For decades, doctors have focused on lowering LDL or bad cholesterol, as the main way to cut the risk of heart problems. Millions of Americans already take statins, sold under such brand names as Lipitor and Zocor, to lower LDL, which ferries fats from food into the bloodstream.

But lots of statin users suffer heart attacks and strokes anyway, so doctors increasingly have been looking at boosting HDL, or good cholesterol -- which escorts fat out of the blood and to the liver to be disposed -- to lower risk further.

Niacin, a type of B vitamin, does this, and Niaspan, made by Kos Pharmaceuticals Inc., is an extended-release version of niacin that minimizes flushing. It has been on the market since the late 1990s, although niacin has been sold as a vitamin for more than 50 years.

At an American Heart Association conference two years ago, Taylor reported that Niaspan plus statin drugs kept blockages in heart arteries from getting worse. There also were fewer heart attacks, deaths, strokes and other problems among those taking Niaspan plus statins vs. statins alone in his study.

Pfizer's torcetrapib appeared to be a much more potent booster of HDL but had "a laser-guided missile approach" in the way it worked that may have made it uniquely dangerous, said Taylor, who served on a Pfizer advisory panel for the drug.

"My suspicion is torcetrapib failed because of its mechanism of action," agreed Dr. Greg Brown of the University of Washington in Seattle, who is leading the big federal study of Niaspan plus the statin Zocor. It involves several thousand patients at 72 medical centers in the United States and Canada.

Taking Niaspan at bedtime along with aspirin and a low-fat snack can minimize the hot flashes, or flushing problem, Taylor said.

Merck & Co. also is testing an HDL-booster: its own extended-release niacin combined with a prostaglandin blocker, a drug to prevent some of the flushing. Drugs called fibrates also raise HDL, but carry risks when combined with statins.

The Washington Post reported that on Sunday experts stressed that the overall concept -- boosting good cholesterol while lowering the bad -- remains promising, but the news about torcetrapib raises disturbing questions about the approach.

"It's a major blow -- a huge setback for the field," Steven Nissen, the president of the American College of Cardiology, said of the halt in Pfizer's research. "Everyone agreed this was an extremely promising approach. This sets back the field by years."

The Post also quoted experts saying the development will require researchers at Pfizer and elsewhere to take a much closer look at similar compounds being developed to determine whether they carry similar risks.
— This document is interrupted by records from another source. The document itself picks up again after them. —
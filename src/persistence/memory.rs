//! In-process event store.
//!
//! [`InMemoryStore`] keeps every table behind its own
//! [`tokio::sync::RwLock`], so concurrent queue builds read in parallel
//! while inserts are serialized.

use std::collections::HashMap;

use async_trait::async_trait;
use chrono::{DateTime, Utc};
use tokio::sync::RwLock;

use super::{EventStore, EventWindowQuery, retention_cutoff};
use crate::domain::{EventType, MessageTemplate, NormalizedEvent, WebsiteId, WeightOverride};
use crate::error::GatewayError;

/// Event store held entirely in memory.
#[derive(Debug, Default)]
pub struct InMemoryStore {
    events: RwLock<Vec<NormalizedEvent>>,
    weights: RwLock<HashMap<(WebsiteId, EventType), WeightOverride>>,
    templates: RwLock<Vec<MessageTemplate>>,
}

impl InMemoryStore {
    /// Creates an empty store.
    #[must_use]
    pub fn new() -> Self {
        Self::default()
    }

    /// Creates a store preloaded with template rows.
    #[must_use]
    pub fn with_templates(templates: Vec<MessageTemplate>) -> Self {
        Self {
            templates: RwLock::new(templates),
            ..Self::default()
        }
    }

    /// Adds a template row.
    pub async fn insert_template(&self, template: MessageTemplate) {
        self.templates.write().await.push(template);
    }

    /// Number of stored events.
    pub async fn len(&self) -> usize {
        self.events.read().await.len()
    }

    /// Returns `true` if no events are stored.
    pub async fn is_empty(&self) -> bool {
        self.events.read().await.is_empty()
    }
}

#[async_trait]
impl EventStore for InMemoryStore {
    async fn insert_event(&self, event: &NormalizedEvent) -> Result<(), GatewayError> {
        let mut events = self.events.write().await;
        if events.iter().any(|e| e.id == event.id) {
            return Err(GatewayError::PersistenceError(format!(
                "event {} already exists",
                event.id
            )));
        }
        events.push(event.clone());
        Ok(())
    }

    async fn query_by_type_and_window(
        &self,
        query: &EventWindowQuery,
    ) -> Result<Vec<NormalizedEvent>, GatewayError> {
        let events = self.events.read().await;
        let mut rows: Vec<NormalizedEvent> =
            events.iter().filter(|e| query.matches(e)).cloned().collect();
        rows.sort_by(|a, b| b.created_at.cmp(&a.created_at));
        rows.truncate(query.limit);
        Ok(rows)
    }

    async fn query_weights(
        &self,
        website_id: WebsiteId,
    ) -> Result<Vec<WeightOverride>, GatewayError> {
        let weights = self.weights.read().await;
        let mut rows: Vec<WeightOverride> = weights
            .values()
            .filter(|o| o.website_id == website_id)
            .cloned()
            .collect();
        rows.sort_by_key(|o| o.event_type);
        Ok(rows)
    }

    async fn upsert_weight(&self, row: &WeightOverride) -> Result<(), GatewayError> {
        self.weights
            .write()
            .await
            .insert((row.website_id, row.event_type), row.clone());
        Ok(())
    }

    async fn query_templates(&self) -> Result<Vec<MessageTemplate>, GatewayError> {
        Ok(self.templates.read().await.clone())
    }

    async fn purge_expired(&self, now: DateTime<Utc>) -> Result<u64, GatewayError> {
        let longest = self
            .weights
            .read()
            .await
            .values()
            .filter_map(|o| o.ttl_days)
            .max();
        let cutoff = retention_cutoff(now, longest);
        let mut events = self.events.write().await;
        let before = events.len();
        events.retain(|e| !e.is_expired(now) && e.created_at >= cutoff);
        Ok(u64::try_from(before - events.len()).unwrap_or(u64::MAX))
    }

    fn backend(&self) -> &'static str {
        "memory"
    }
}
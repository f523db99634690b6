//! Review platform reviews (Google, Trustpilot).

use serde_json::Value;

use super::fields::{self, LocationFields, NameFields};
use super::strategy::{Identity, SourceStrategy, canonical_alias};
use crate::domain::{EventType, IntegrationType, Payload};

const NAME: NameFields = NameFields {
    first: &[],
    last: &[],
    full: &[
        "author_name",
        "reviewer.displayName",
        "reviewer.name",
        "consumer.displayName",
        "consumer.name",
        "author.name",
        "name",
    ],
};

const EMAIL: &[&str] = &["reviewer.email", "consumer.email", "email"];

const LOCATION: LocationFields = LocationFields {
    direct: &["reviewer.location", "consumer.location", "location"],
    prefixes: &["", "consumer", "reviewer"],
};

const RATING: &[&str] = &["rating", "stars", "starRating", "review.rating"];

const TEXT: &[&str] = &["text", "comment", "content", "review_text", "review.text"];

/// Maps review payloads. Word ratings (`"FIVE"`) become numbers.
#[derive(Debug, Clone, Copy)]
pub struct ReviewStrategy {
    platform: IntegrationType,
}

impl ReviewStrategy {
    /// Creates a strategy that tags reviews with `platform`.
    #[must_use]
    pub const fn new(platform: IntegrationType) -> Self {
        Self { platform }
    }
}

impl SourceStrategy for ReviewStrategy {
    fn extract_identity(&self, payload: &Payload) -> Identity {
        Identity {
            name: fields::resolve_name(payload, &NAME),
            email: fields::first_text(payload, EMAIL),
        }
    }

    fn extract_location(&self, payload: &Payload) -> Option<String> {
        fields::resolve_location(payload, &LOCATION)
    }

    fn extract_domain_fields(&self, payload: &Payload) -> Payload {
        let mut out = Payload::new();
        if let Some(rating) = RATING.iter().find_map(|path| rating_at(payload, path)) {
            out.insert("rating".to_string(), Value::from(rating));
        }
        let text = fields::first_text(payload, TEXT);
        if !payload.contains_key("message") {
            fields::put(&mut out, "message", text.clone());
        }
        fields::put(&mut out, "review_text", text);
        fields::put(
            &mut out,
            "review_title",
            fields::first_text(payload, &["title", "review_title"]),
        );
        out.insert(
            "platform".to_string(),
            Value::String(self.platform.as_str().to_string()),
        );
        out
    }

    fn default_event_type(&self, raw_type: &str) -> EventType {
        canonical_alias(raw_type).unwrap_or(EventType::Review)
    }
}

fn rating_at(payload: &Payload, path: &str) -> Option<u64> {
    let raw = fields::text(payload, path)?;
    match raw.to_ascii_uppercase().as_str() {
        "ONE" => Some(1),
        "TWO" => Some(2),
        "THREE" => Some(3),
        "FOUR" => Some(4),
        "FIVE" => Some(5),
        other => star_count(other.parse::<f64>().ok()?),
    }
}

/// Rounds a numeric rating to whole stars; `None` outside one to five.
fn star_count(value: f64) -> Option<u64> {
    let rounded = value.round();
    if !(1.0..=5.0).contains(&rounded) {
        return None;
    }
    (1u8..=5)
        .find(|stars| rounded <= f64::from(*stars))
        .map(u64::from)
}
//! Text Extraction Service.
//!
//! Three operations over ledger and certificate PDFs: registry office name,
//! inheritance-transfer addresses, and owner facts. Each OCRs the document
//! and delegates the semantic part to the language model; the response text
//! contract is enforced here with pure, unit-testable helpers.

use std::path::Path;
use std::sync::OnceLock;

use async_trait::async_trait;
use regex::Regex;
use thiserror::Error;
use tracing::{debug, info};

use crate::llm::{prompts, LlmClient, LlmError};
use crate::models::OwnerInfo;
use crate::ocr::{OcrEngine, OcrError};

#[derive(Debug, Error)]
pub enum ExtractError {
    #[error("OCR error: {0}")]
    Ocr(#[from] OcrError),
    #[error("LLM error: {0}")]
    Llm(#[from] LlmError),
}

/// Semantic extraction capability consumed by the orchestrator.
#[async_trait]
pub trait Extractor: Send + Sync {
    /// Single registry office name, trimmed, no surrounding explanation.
    async fn registry_office(&self, pdf_path: &Path) -> Result<String, ExtractError>;

    /// Every address whose ledger line is an inheritance/bequest ownership
    /// transfer. Duplicates preserved; enumeration markers and trailing
    /// "外N" suffixes stripped.
    async fn inheritance_addresses(&self, pdf_path: &Path) -> Result<Vec<String>, ExtractError>;

    /// Owner facts from a certificate document. `None` when any required
    /// field is missing from the response (the record is dropped).
    async fn owner_info(&self, pdf_path: &Path) -> Result<Option<OwnerInfo>, ExtractError>;
}

/// Extraction service backed by an OCR engine and the LLM client.
pub struct ExtractionService<O: OcrEngine> {
    ocr: O,
    llm: LlmClient,
}

impl<O: OcrEngine> ExtractionService<O> {
    pub fn new(ocr: O, llm: LlmClient) -> Self {
        Self { ocr, llm }
    }
}

#[async_trait]
impl<O: OcrEngine> Extractor for ExtractionService<O> {
    async fn registry_office(&self, pdf_path: &Path) -> Result<String, ExtractError> {
        let text = self.ocr.pdf_to_text(pdf_path).await?;
        let prompt = prompts::render(prompts::REGISTRY_OFFICE_PROMPT, &text);
        let response = self.llm.complete(&prompt).await?;
        Ok(response.trim().to_string())
    }

    async fn inheritance_addresses(&self, pdf_path: &Path) -> Result<Vec<String>, ExtractError> {
        let text = self.ocr.pdf_to_text(pdf_path).await?;
        let prompt = prompts::render(prompts::INHERITANCE_ADDRESSES_PROMPT, &text);
        let response = self.llm.complete(&prompt).await?;
        let addresses = clean_address_lines(&response);
        info!(
            "extracted {} inheritance addresses from {}",
            addresses.len(),
            pdf_path.display()
        );
        Ok(addresses)
    }

    async fn owner_info(&self, pdf_path: &Path) -> Result<Option<OwnerInfo>, ExtractError> {
        let text = self.ocr.pdf_to_text(pdf_path).await?;
        let prompt = prompts::render(prompts::OWNER_INFO_PROMPT, &text);
        let response = self.llm.complete(&prompt).await?;
        let info = parse_owner_response(&response);
        if info.is_none() {
            debug!(
                "incomplete owner response for {}, dropping record",
                pdf_path.display()
            );
        }
        Ok(info)
    }
}

fn enumeration_prefix() -> &'static Regex {
    static RE: OnceLock<Regex> = OnceLock::new();
    RE.get_or_init(|| Regex::new(r"^(\d+\.\s*|[-・\s]*)").expect("valid prefix pattern"))
}

fn address_line_filter() -> &'static Regex {
    static RE: OnceLock<Regex> = OnceLock::new();
    RE.get_or_init(|| Regex::new(r"[都道府県市区町村].*\d").expect("valid filter pattern"))
}

fn others_suffix() -> &'static Regex {
    static RE: OnceLock<Regex> = OnceLock::new();
    RE.get_or_init(|| Regex::new(r"\s?外\s?\d+").expect("valid suffix pattern"))
}

/// Clean raw model output into address lines.
///
/// Strips leading enumeration markers, keeps only lines that contain a
/// prefecture/city/town-class character and a digit (drops explanatory
/// lines the model emits around the list), and removes "外N" suffixes.
pub fn clean_address_lines(raw: &str) -> Vec<String> {
    raw.lines()
        .map(|line| enumeration_prefix().replace(line, "").trim().to_string())
        .filter(|line| address_line_filter().is_match(line))
        .map(|line| others_suffix().replace_all(&line, "").trim().to_string())
        .collect()
}

/// Parse the fixed-format owner response.
///
/// All three fields are required; a response missing any of them yields
/// `None` (skip on partial extraction).
pub fn parse_owner_response(response: &str) -> Option<OwnerInfo> {
    let name = capture_field(response, "氏名")?;
    let owner_address = capture_field(response, "所有者住所")?;
    let property_address = capture_field(response, "不動産所在地")?;
    Some(OwnerInfo {
        name,
        owner_address,
        property_address,
    })
}

fn capture_field(response: &str, label: &str) -> Option<String> {
    // Whitespace class excludes newline so an empty field does not capture
    // the following line.
    let pattern = Regex::new(&format!(r"{label}:[^\S\n]*(.+)")).expect("valid field pattern");
    pattern
        .captures(response)
        .map(|c| c[1].trim().to_string())
        .filter(|s| !s.is_empty())
}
"We'll certainly have to approach all these programs with more caution now as this plays out," said Robert Meyers, a drug safety specialist at the Food and Drug Administration.

Heart disease is the nation's leading cause of death. The number of Americans suffering heart attacks and strokes has been dropping, in part because of the development of cholesterol-lowering statins, which have become one of the most widely used and effective tools in medicine.
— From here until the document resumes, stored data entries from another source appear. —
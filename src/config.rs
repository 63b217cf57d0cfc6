//! Configuration management.
//!
//! A single `Settings` struct is built once at process start from
//! environment variables (after `.env` loading in `main`) and passed by
//! reference into each component. Component logic never reads ambient
//! environment state itself.

use std::env;
use std::path::PathBuf;
use std::time::Duration;

use serde::{Deserialize, Serialize};

use crate::llm::LlmConfig;
use crate::portal::PortalConfig;

/// Default per-stage timeout in seconds (1 hour).
///
/// Portal interaction dominates run time; a stage that exceeds this is
/// assumed hung and the run is failed.
pub const DEFAULT_STAGE_TIMEOUT_SECS: u64 = 3600;

/// Process-wide settings.
#[derive(Debug, Clone, Serialize, Deserialize)]
pub struct Settings {
    /// Directory that receives per-run subdirectories with all output files.
    pub output_dir: PathBuf,
    /// Path to the Japan Post KEN_ALL.CSV reference dataset (Shift_JIS).
    pub ken_all_path: PathBuf,
    /// Language model client configuration.
    pub llm: LlmConfig,
    /// Registry portal automation configuration.
    pub portal: PortalConfig,
    /// Upper bound for any single pipeline stage.
    pub stage_timeout: Duration,
}

impl Default for Settings {
    fn default() -> Self {
        Self {
            output_dir: PathBuf::from("./output"),
            ken_all_path: PathBuf::from("./data/KEN_ALL.CSV"),
            llm: LlmConfig::default(),
            portal: PortalConfig::default(),
            stage_timeout: Duration::from_secs(DEFAULT_STAGE_TIMEOUT_SECS),
        }
    }
}

impl Settings {
    /// Build settings from environment variables.
    ///
    /// Variable names match the original deployment: `OUTPUT_DIR`,
    /// `KEN_ALL_CSV_PATH`, `OPENAI_API_KEY`, `REGISTRY_USERNAME`,
    /// `REGISTRY_PASSWORD`. Missing variables fall back to defaults;
    /// missing credentials surface later as an authentication failure.
    pub fn from_env() -> Self {
        let mut settings = Self::default();

        if let Ok(dir) = env::var("OUTPUT_DIR") {
            settings.output_dir = PathBuf::from(dir);
        }
        if let Ok(path) = env::var("KEN_ALL_CSV_PATH") {
            settings.ken_all_path = PathBuf::from(path);
        }

        if let Ok(key) = env::var("OPENAI_API_KEY") {
            settings.llm.api_key = key;
        }
        if let Ok(endpoint) = env::var("LLM_ENDPOINT") {
            settings.llm.endpoint = endpoint;
        }
        if let Ok(model) = env::var("LLM_MODEL") {
            settings.llm.model = model;
        }

        if let Ok(user) = env::var("REGISTRY_USERNAME") {
            settings.portal.username = user;
        }
        if let Ok(pass) = env::var("REGISTRY_PASSWORD") {
            settings.portal.password = pass;
        }
        if let Ok(url) = env::var("REGISTRY_LOGIN_URL") {
            settings.portal.login_url = url;
        }
        if let Ok(headless) = env::var("PORTAL_HEADLESS") {
            settings.portal.headless = headless != "0" && headless != "false";
        }

        if let Ok(secs) = env::var("STAGE_TIMEOUT_SECS") {
            if let Ok(secs) = secs.parse::<u64>() {
                settings.stage_timeout = Duration::from_secs(secs);
            }
        }

        settings
    }

    /// Per-run working directory: `<output_dir>/<run_id>`.
    pub fn run_dir(&self, run_id: &str) -> PathBuf {
        self.output_dir.join(run_id)
    }
}

#[cfg(test)]
mod tests {
    use super::*;

    #[test]
    fn defaults_match_original_deployment() {
        let settings = Settings::default();
        assert_eq!(settings.output_dir, PathBuf::from("./output"));
        assert_eq!(settings.ken_all_path, PathBuf::from("./data/KEN_ALL.CSV"));
        assert_eq!(settings.stage_timeout.as_secs(), 3600);
    }

    #[test]
    fn run_dir_is_namespaced_by_run_id() {
        let settings = Settings::default();
        assert_eq!(settings.run_dir("abc"), PathBuf::from("./output/abc"));
    }
}
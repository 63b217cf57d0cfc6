//! Extraction prompts.
//!
//! The prompts pin the response format the parsers in `extract` depend on;
//! changing wording here requires revisiting those parsers.

/// Prompt for the registry office name at the head of the ledger.
pub const REGISTRY_OFFICE_PROMPT: &str = r#"以下のOCRテキストから、冒頭に書かれている「登記所の名前」のみを抽出してください。
- 出力はその登記所名のみ（例：「大阪法務局」など）
- 余計な説明文や記号、接頭語、接尾語は出力しないでください
- 出力は一行だけ、名前だけにしてください

【テキスト開始】
{text}
【テキスト終了】"#;

/// Prompt for inheritance/bequest transfer addresses in the ledger.
pub const INHERITANCE_ADDRESSES_PROMPT: &str = r#"以下のテキストは不動産登記の受付帳から抽出したOCR結果です。この中から、「所有権移転相続・法人合併」もしくは「所有権移転相続法人合併」と記載された登記行に該当する住所（例：「東近江市佐野町801 外2」など）のみをすべて抽出してください。

制約条件：
- 抽出対象は「所有権移転相続・法人合併」もしくは「所有権移転相続法人合併」と記載された行に限ります。
- 抽出するのは登記対象の住所部分のみ（「既)土地 〇〇市〇〇町〇〇番地 外〇」など）。
- 重複していてもすべて出力してください。
- 出力は1行に1住所、住所のみを出力してください。

【テキスト開始】
{text}
【テキスト終了】"#;

/// Prompt for owner facts in a downloaded certificate.
pub const OWNER_INFO_PROMPT: &str = r#"以下は登記簿のOCRテキストです。この中から以下の情報を抽出してください。

1. 「原因」が「相続」または「遺贈」である所有権移転に関して、**最も新しい**氏名とその所有者住所（共有者の住所）。
2. その相続によって取得された不動産の所在地（住所）。

- 出力形式:
  氏名: ○○○○
  所有者住所: ○○県○○市○○…
  不動産所在地: ○○県○○市○○…

【テキスト開始】
{text}
【テキスト終了】"#;

/// Fill the `{text}` placeholder of a prompt template.
pub fn render(template: &str, text: &str) -> String {
    template.replace("{text}", text)
}

#[cfg(test)]
mod tests {
    use super::*;

    #[test]
    fn render_substitutes_document_text() {
        let rendered = render(REGISTRY_OFFICE_PROMPT, "大阪法務局 受付帳");
        assert!(rendered.contains("大阪法務局 受付帳"));
        assert!(!rendered.contains("{text}"));
    }
}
"There's a lot of scrambling that's going to be going on to figure out if this [torcetrapib] is a fundamentally flawed compound, or whether this approach is flawed," said Daniel Rader of the University of Pennsylvania.

Even if the approach is flawed, researchers will certainly not abandon the goal of raising HDL, he said.

"I think it is terribly important to emphasize that this development says nothing about the overall strategy," said Rader.